In Singleton I, this court applied the Biggers test, specifically finding four of the five suggested factors present, and concluding that in the totality of the circumstances the showup was conducted in a manner that promoted reliability. Singleton I, 702 F.2d at 1166. The court found that each of the witnesses "had ample opportunity to view the [culprits] at close range in good lighting conditions" for a period of several minutes. Id. at 1164-66 & n. 22. The witnesses' degree of attention varied, but each had focused direct attention on the robber's face or his clothing. Id. The witnesses testified at the showup that they were positive that Singleton was the robber. Id. at 1164. Indeed, and perhaps most significant, the showup was conducted within a few minutes after the robbery. Id. at 1166. Factor three was the only one not shown by the police or the prosecution. Absence of only this factor, given the court's conclusions as to the other factors, is not enough to invalidate the entire showup. See United States v. Hammond, 666 F.2d 435 (9th Cir. 1982) (failure to give prior identification not fatal under Biggers factors); see also Bass v. Scully, 562 F. Supp. 905 (S.D.N.Y. 1983). Thus in Singleton I a due process analysis was used to determine the sufficiency of the evidence. The court recognized that when it said, " [a]lthough ... Biggers [was a] due process case [ ], we think the factors enumerated in Biggers are relevant in evaluating the weight of identification evidence as well as its admissibility." 702 F.2d at 1166 n. 21.

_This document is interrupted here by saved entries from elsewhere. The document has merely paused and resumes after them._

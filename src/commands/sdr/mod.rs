/*
 * SPDX-FileCopyrightText: 2025 UnionTech Software Technology Co., Ltd.
 *
 * SPDX-License-Identifier: GPL-2.0-or-later
 */
pub mod record;
pub mod types;

use crate::commands::sdr::record::*;
use crate::commands::sdr::types::*;
use crate::commands::sendrecv;
use crate::commands::sensor::cache::SensorEntry;
use crate::commands::sensor::ipmi_sensor_get_reading;
use crate::error::{IpmiError, IpmiResult};
use crate::ipmi::context::ResponderContext;
use crate::ipmi::ipmi::*;
use crate::ipmi::reservation::Reservation;
use crate::ipmi::time::IPMI_TIME_UNSPECIFIED;
use crate::{debug2, debug3};
use clap::Subcommand;
use ipmi_macros::AsBytes;
use log::warn;
use std::error::Error;

/// Bytes the repository could hold if it were writable.
const MAX_SDR_TOTAL_SIZE: u16 = 76;
const SDR_LAST_RECORD_ID: u16 = 0xffff;
const SDR_READ_WHOLE_RECORD: u8 = 0xff;

#[derive(AsBytes, Debug, Default, Clone, Copy, PartialEq)]
pub struct GetSdrRq {
    pub reservation_id: u16,
    pub record_id: u16,
    pub offset: u8,
    pub count: u8,
}

/// Record sources visible during one read sequence.
#[derive(Clone, Debug, Default, PartialEq)]
pub struct SdrLayout {
    pub sensors: Vec<SensorEntry>,
    pub fru_count: usize,
}

impl SdrLayout {
    pub fn record_count(&self) -> usize {
        self.sensors.len() + self.fru_count + FIXED_RECORD_COUNT
    }

    pub fn last_record(&self) -> u16 {
        (self.record_count() - 1).min(SDR_LAST_RECORD_ID as usize - 1) as u16
    }
}

/// SDR repository state kept between commands.
#[derive(Debug)]
pub struct SdrRepoState {
    pub reservation: Reservation,
    /// Layout captured when the live reservation was issued
    layout: Option<SdrLayout>,
    pub last_add: u32,
    pub last_remove: u32,
}

impl Default for SdrRepoState {
    fn default() -> Self {
        Self {
            reservation: Reservation::new(),
            layout: None,
            last_add: IPMI_TIME_UNSPECIFIED,
            last_remove: IPMI_TIME_UNSPECIFIED,
        }
    }
}

impl SdrRepoState {
    pub fn new() -> Self {
        Self::default()
    }
}

/// Snapshot the current sensor directory and FRU count.
fn current_layout(ctx: &mut ResponderContext) -> IpmiResult<SdrLayout> {
    ctx.refresh_directory()
        .map_err(|e| IpmiError::ResponseError(format!("sensor directory unavailable: {}", e)))?;
    let sensors = ctx.directory.entries().to_vec();
    let fru_count = ctx
        .fru_count()
        .map_err(|e| IpmiError::ResponseError(format!("FRU count unavailable: {}", e)))?;
    Ok(SdrLayout { sensors, fru_count })
}

/// Bytes of the record at `record_id` within `layout`.
fn build_record(ctx: &mut ResponderContext, layout: &SdrLayout, record_id: u16) -> IpmiResult<Vec<u8>> {
    let index = record_id as usize;
    if let Some(entry) = layout.sensors.get(index) {
        let (interfaces, live) = ctx.live_sensor(entry).map_err(|e| {
            IpmiError::ResponseError(format!("sensor {} unavailable: {}", entry.path, e))
        })?;
        let entity = ctx
            .bus()
            .resolve_parent_entity(&entry.path, &interfaces)
            .unwrap_or((0, 1));
        return build_full_sensor_record(record_id, &entry.path, &live, entity);
    }

    let fru_index = index - layout.sensors.len();
    if fru_index < layout.fru_count {
        let fru = ctx
            .fru_inventory()
            .fru_descriptor(fru_index)
            .map_err(|e| IpmiError::ResponseError(format!("FRU {} unavailable: {}", fru_index, e)))?;
        return Ok(build_fru_locator_record(record_id, &fru));
    }

    let type12_index = fru_index - layout.fru_count;
    if type12_index < TYPE12_RECORD_COUNT {
        return build_type12_record(type12_index, record_id)
            .ok_or_else(|| IpmiError::InvalidField(format!("record 0x{:04x}", record_id)));
    }
    build_nm_discovery_record(type12_index - TYPE12_RECORD_COUNT, record_id)
        .ok_or_else(|| IpmiError::InvalidField(format!("record 0x{:04x}", record_id)))
}

/// Get SDR Repository Info.
pub fn ipmi_storage_get_sdr_repo_info(ctx: &mut ResponderContext, data: &[u8]) -> IpmiResult<Vec<u8>> {
    if !data.is_empty() {
        return Err(IpmiError::ReqDataLenInvalid);
    }
    let layout = current_layout(ctx)?;
    let info = SdrRepositoryInfo {
        sdr_version: IPMI_SDR_VERSION,
        record_count: layout.record_count().min(u16::MAX as usize) as u16,
        free_space: 0xffff,
        recent_addition: ctx.sdr.last_add,
        recent_erase: ctx.sdr.last_remove,
        operations: SDR_OP_OVERFLOW | SDR_OP_RESERVE | SDR_OP_ALLOC_INFO,
    };
    debug2!("SDR repository holds {} records", info.record_count);
    Ok(info.to_le_bytes())
}

/// Get SDR Repository Allocation Info. Writes are unsupported, so the
/// allocator is reported as a single block.
pub fn ipmi_storage_get_sdr_alloc_info(_ctx: &mut ResponderContext, data: &[u8]) -> IpmiResult<Vec<u8>> {
    if !data.is_empty() {
        return Err(IpmiError::ReqDataLenInvalid);
    }
    Ok(SdrAllocInfo {
        alloc_units: 0,
        alloc_unit_size: MAX_SDR_TOTAL_SIZE,
        free_units: 0,
        largest_free_blk: 0,
        max_record_size: 1,
    }
    .to_le_bytes())
}

/// Reserve SDR Repository (also Reserve Device SDR Repository).
pub fn ipmi_storage_reserve_sdr(ctx: &mut ResponderContext, data: &[u8]) -> IpmiResult<Vec<u8>> {
    if !data.is_empty() {
        return Err(IpmiError::ReqDataLenInvalid);
    }
    let id = ctx.sdr.reservation.reserve();
    ctx.sdr.layout = match current_layout(ctx) {
        Ok(layout) => Some(layout),
        Err(e) => {
            warn!("SDR layout not captured for reservation {}: {}", id, e);
            None
        }
    };
    debug2!("SDR reservation 0x{:04x}", id);
    Ok(id.to_le_bytes().to_vec())
}

/// Get SDR (also Get Device SDR): `[next id lsb, next id msb, bytes...]`.
pub fn ipmi_storage_get_sdr(ctx: &mut ResponderContext, data: &[u8]) -> IpmiResult<Vec<u8>> {
    let rq = GetSdrRq::from_le_bytes(data).map_err(|_| IpmiError::ReqDataLenInvalid)?;

    // only partial reads need a reservation
    if rq.offset != 0 {
        ctx.sdr.reservation.check(rq.reservation_id)?;
    }

    let pinned = if ctx.sdr.reservation.is_valid(rq.reservation_id) {
        ctx.sdr.layout.clone()
    } else {
        None
    };
    let layout = match pinned {
        Some(layout) => layout,
        None => current_layout(ctx)?,
    };

    let last = layout.last_record();
    let record_id = if rq.record_id == SDR_LAST_RECORD_ID {
        last
    } else {
        rq.record_id
    };
    if record_id > last {
        return Err(IpmiError::InvalidField(format!(
            "record 0x{:04x} beyond last 0x{:04x}",
            record_id, last
        )));
    }
    let next = if record_id < last {
        record_id + 1
    } else {
        SDR_LAST_RECORD_ID
    };

    let record = build_record(ctx, &layout, record_id)?;
    let offset = rq.offset as usize;
    if offset > record.len() {
        return Err(IpmiError::InvalidField(format!(
            "offset {} beyond record length {}",
            offset,
            record.len()
        )));
    }
    let count = (rq.count as usize).min(record.len() - offset);

    let mut rsp = Vec::with_capacity(2 + count);
    rsp.extend_from_slice(&next.to_le_bytes());
    rsp.extend_from_slice(&record[offset..offset + count]);
    debug3!(
        "SDR 0x{:04x} [{}..{}] next 0x{:04x}",
        record_id,
        offset,
        offset + count,
        next
    );
    Ok(rsp)
}

#[derive(Subcommand, Debug)]
pub enum SdrCommand {
    /// Display information about the SDR repository
    Info,
    /// Display allocation information of the SDR repository
    Alloc,
    /// List sensors with their current readings
    List,
    /// List every SDR record with sensor number and entity info
    Elist,
    /// Dump one raw SDR record
    Get {
        /// Record id, 0xffff for the last record
        #[arg(value_parser = crate::helper::str2u16)]
        record_id: u16,
    },
}

pub fn ipmi_sdr_main(command: SdrCommand, ctx: &mut ResponderContext) -> Result<(), Box<dyn Error>> {
    match command {
        SdrCommand::Info => ipmi_sdr_info(ctx),
        SdrCommand::Alloc => {
            let rsp = sendrecv(ctx, IPMI_NETFN_STORAGE, IPMI_CMD_GET_SDR_REPO_ALLOC_INFO, &[])?;
            let info = SdrAllocInfo::from_le_bytes(&rsp)?;
            println!("{}", info.format());
            Ok(())
        }
        SdrCommand::List => ipmi_sdr_list(ctx, false),
        SdrCommand::Elist => ipmi_sdr_list(ctx, true),
        SdrCommand::Get { record_id } => {
            let (_, record) = ipmi_sdr_get_record(ctx, 0, record_id)?;
            println!("{}", crate::helper::buf2str(&record));
            Ok(())
        }
    }
}

pub fn ipmi_sdr_info(ctx: &mut ResponderContext) -> Result<(), Box<dyn Error>> {
    let rsp = sendrecv(ctx, IPMI_NETFN_STORAGE, IPMI_CMD_GET_SDR_REPO_INFO, &[])?;
    let info = SdrRepositoryInfo::from_le_bytes(&rsp)?;
    println!("{}", info.format_standard());
    Ok(())
}

pub fn ipmi_sdr_get_reservation(ctx: &mut ResponderContext) -> IpmiResult<u16> {
    let rsp = sendrecv(ctx, IPMI_NETFN_STORAGE, IPMI_CMD_RESERVE_SDR_REPO, &[])?;
    match rsp.as_slice() {
        [lsb, msb] => Ok(u16::from_le_bytes([*lsb, *msb])),
        _ => Err(IpmiError::ResponseError("bad Reserve SDR response".to_string())),
    }
}

/// Read a whole record, returning `(next id, bytes)`.
pub fn ipmi_sdr_get_record(
    ctx: &mut ResponderContext,
    reservation_id: u16,
    record_id: u16,
) -> IpmiResult<(u16, Vec<u8>)> {
    let rq = GetSdrRq {
        reservation_id,
        record_id,
        offset: 0,
        count: SDR_READ_WHOLE_RECORD,
    };
    let rsp = sendrecv(ctx, IPMI_NETFN_STORAGE, IPMI_CMD_GET_SDR, &rq.to_le_bytes())?;
    if rsp.len() < 2 {
        return Err(IpmiError::ResponseError("short Get SDR response".to_string()));
    }
    Ok((u16::from_le_bytes([rsp[0], rsp[1]]), rsp[2..].to_vec()))
}

fn id_string(record: &[u8], code_at: usize) -> String {
    let len = record.get(code_at).map_or(0, |c| (c & 0x1f) as usize);
    let start = code_at + 1;
    let end = (start + len).min(record.len());
    if start >= end {
        return String::new();
    }
    String::from_utf8_lossy(&record[start..end]).to_string()
}

pub fn ipmi_sdr_list(ctx: &mut ResponderContext, extended: bool) -> Result<(), Box<dyn Error>> {
    let reservation = ipmi_sdr_get_reservation(ctx)?;

    let mut record_id = 0u16;
    loop {
        let (next, record) = ipmi_sdr_get_record(ctx, reservation, record_id)?;
        let header = SdrRecordHeader::from_le_bytes(&record[..SDR_HEADER_SIZE.min(record.len())])?;
        match header.record_type {
            SDR_RECORD_TYPE_FULL_SENSOR => {
                let view = FullSensorView::from_le_bytes(&record)?;
                let reading = match ipmi_sensor_get_reading(ctx, view.sensor_num) {
                    Ok(r) if !r.unavailable => {
                        format!("{:.2} {}", view.params.decode(r.raw), view.unit_name())
                    }
                    Ok(_) => "no reading".to_string(),
                    Err(e) => {
                        debug2!("reading of {} failed: {}", view.name, e);
                        "no reading".to_string()
                    }
                };
                if extended {
                    println!(
                        "{:<16} | {:02X}h | ok  | {:>3}.{:<3} | {}",
                        view.name, view.sensor_num, view.entity_id, view.entity_instance, reading
                    );
                } else {
                    println!("{:<16} | {:<17} | ok", view.name, reading);
                }
            }
            SDR_RECORD_TYPE_FRU_DEVICE_LOCATOR if extended => {
                println!(
                    "{:<16} | {:02X}h | ok  | {:>3}.{:<3} | {}",
                    id_string(&record, 15),
                    record.get(6).copied().unwrap_or(0),
                    record.get(12).copied().unwrap_or(0),
                    record.get(13).copied().unwrap_or(0),
                    get_sdr_record_type_name(header.record_type)
                );
            }
            SDR_RECORD_TYPE_MC_DEVICE_LOCATOR if extended => {
                println!(
                    "{:<16} | 00h | ok  | {:>3}.{:<3} | {}",
                    id_string(&record, 15),
                    record.get(12).copied().unwrap_or(0),
                    record.get(13).copied().unwrap_or(0),
                    get_sdr_record_type_name(header.record_type)
                );
            }
            other => {
                debug3!(
                    "skipping record 0x{:04x} ({})",
                    header.record_id,
                    get_sdr_record_type_name(other)
                );
            }
        }
        if next == SDR_LAST_RECORD_ID {
            break;
        }
        record_id = next;
    }
    Ok(())
}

The district judge, in his subsequent grant of the motion to suppress, based his decision on the alleged unreliability of the evidence produced at the initial trial. The following reference shows that the district court's rationale was the same as that behind its grant of a motion of acquittal for lack of sufficient evidence at the previous trial:
THE COURT: ... My problem is in ruling on this motion--and I suspect I can, because it was introduced in the trial. I'm as skeptical about it now as I was when I was reluctant to get it in. And if anything, I'm more certain than ever that it had all the earmarks of impermissible suggestion, and had a very dangerous potential for misidentification.
So I'm going to grant the motion.
J.A. at 142-43. The district court also found that the recollection of the witnesses, more than five and one-half years after the incident, was not consistent with a photograph of appellee taken shortly after his arrest. Id. at 129-45. In other words, the district court used the identical rationale to grant the motion to suppress the identification testimony as it did in the prior trial to grant the motion of acquittal. Indeed Singleton, on the motion to suppress, argued "that the same reasoning that lead [sic] the Trial Court to grant his motion for judgment of acquittal, required that he reverse himself on the motion to suppress identification." Brief of Appellee at 6. But that reasoning was precisely what this court rejected in Singleton I.
When applying the law-of-the-case doctrine, the general rule is that where the evidence on a subsequent appeal is substantially the same as that on the first or preceding appeal, all matters, questions, points, or issues adjudicated on the prior appeal are the law of the case on all subsequent appeals and should not be reconsidered or readjudicated therein. See Quern v. Jordan, 440 U.S. 332, 347 n. 18, 99 S. Ct. 1139, 1148 n. 18, 59 L. Ed. 2d 358 (1979); Messenger, 225 U.S. at 444, 32 S. Ct. at 740; Schwartz v. NMS Industries, Inc., 575 F.2d 553, at 554-55 (5th Cir. 1978); White, 377 F.2d at 431-32; 18 C. Wright, A. Miller & E. Cooper, Federal Practice and Procedure Sec. 4478 (1981); 1B J. Moore, Moore's Federal Practice p 0.404 (2d ed. 1984). Since reliability has already been found by the Singleton I court, law-of-the-case principles precluded the district court from reconsidering that evidence a second time.2 Indeed, if the district court could redetermine the reliability issue, it would be required to do so pursuant to the Biggers test--the same test used by the Singleton I court. This would merely substitute the opinion of the district court for that of the court of appeals. This is exactly what law-of-the-case principles were developed to avoid.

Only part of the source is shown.